Digital Art: What’s an NFT? — Everything you need to know.

Source: Oshomah’s — Forgotten Culture NFT, Image courtesy of the artist and Rarible.

For a fact, I personally became inquisitive about the NFT craze when I saw the huge amount of dollars just basically flying around, from Grimes getting millions of dollars for NFT, to Beeple’s ridiculous grand sale of $69 million, and yeah the money-centric part of my brain immediately reminded me of how I’d lost out on Bitcoin back in 2015 when 1 BTC was around $200 — $300.

So the next step was to make very heterogeneous research and I think I have cracked the code and now have a broad understanding of how it works.

Fun fact: I got the image above from a twitter post few hours before publishing this article by a Nigerian Artist Oshomah who sold his art within 24 hours of listing on the Rarible platform.

Okay, I know you’re either already excited or curious to learn more, so let’s start with the basics as usual:

What Are NFTs?

“NFTs are just a bunch of fictional brouhaha coined by some guy somewhere who just wants to make money off everyone”…
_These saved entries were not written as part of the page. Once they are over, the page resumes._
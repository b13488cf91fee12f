use std::time::Duration;

use reqwest::Client;

use crate::error::{Error, Result};

use super::types::SubmissionRow;

/// Client for a remote submissions API exposing the same wire surface as
/// this server. Every call is best-effort; callers fall back to the local
/// repository when it fails.
#[derive(Clone)]
pub struct RemoteClient {
    client: Client,
    base_url: String,
}

fn remote_err(e: reqwest::Error) -> Error {
    Error::RemoteUnreachable(e.to_string())
}

impl RemoteClient {
    pub fn new(base_url: &str, timeout: Duration) -> Result<Self> {
        let client = Client::builder()
            .timeout(timeout)
            .build()
            .map_err(remote_err)?;
        Ok(Self {
            client,
            base_url: base_url.trim_end_matches('/').to_owned(),
        })
    }

    fn url(&self, path: &str) -> String {
        format!("{}/{}", self.base_url, path.trim_start_matches('/'))
    }

    /// True when the remote answers its health endpoint with a success status.
    pub async fn health(&self) -> bool {
        match self.client.get(self.url("api/health")).send().await {
            Ok(resp) => resp.status().is_success(),
            Err(_) => false,
        }
    }

    pub async fn create(&self, row: &SubmissionRow) -> Result<()> {
        self.client
            .post(self.url("api/submissions"))
            .json(row)
            .send()
            .await
            .map_err(remote_err)?
            .error_for_status()
            .map_err(remote_err)?;
        Ok(())
    }

    pub async fn list(&self) -> Result<Vec<SubmissionRow>> {
        let rows = self
            .client
            .get(self.url("api/submissions"))
            .send()
            .await
            .map_err(remote_err)?
            .error_for_status()
            .map_err(remote_err)?
            .json::<Vec<SubmissionRow>>()
            .await
            .map_err(remote_err)?;
        Ok(rows)
    }

    pub async fn clear(&self) -> Result<()> {
        self.client
            .delete(self.url("api/submissions"))
            .send()
            .await
            .map_err(remote_err)?
            .error_for_status()
            .map_err(remote_err)?;
        Ok(())
    }
}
Okay, I promise that was a joke :)

NFTs, or non-fungible tokens, are a type of cryptocurrency created on a smart contract platform such as Ethereum. They are unique digital objects that are really cool to own or even profitable to trade. So think of them as digital collectible cards. They typically started out as something only enthusiasts care about, but if you get a rare one, it could be worth a lot one day.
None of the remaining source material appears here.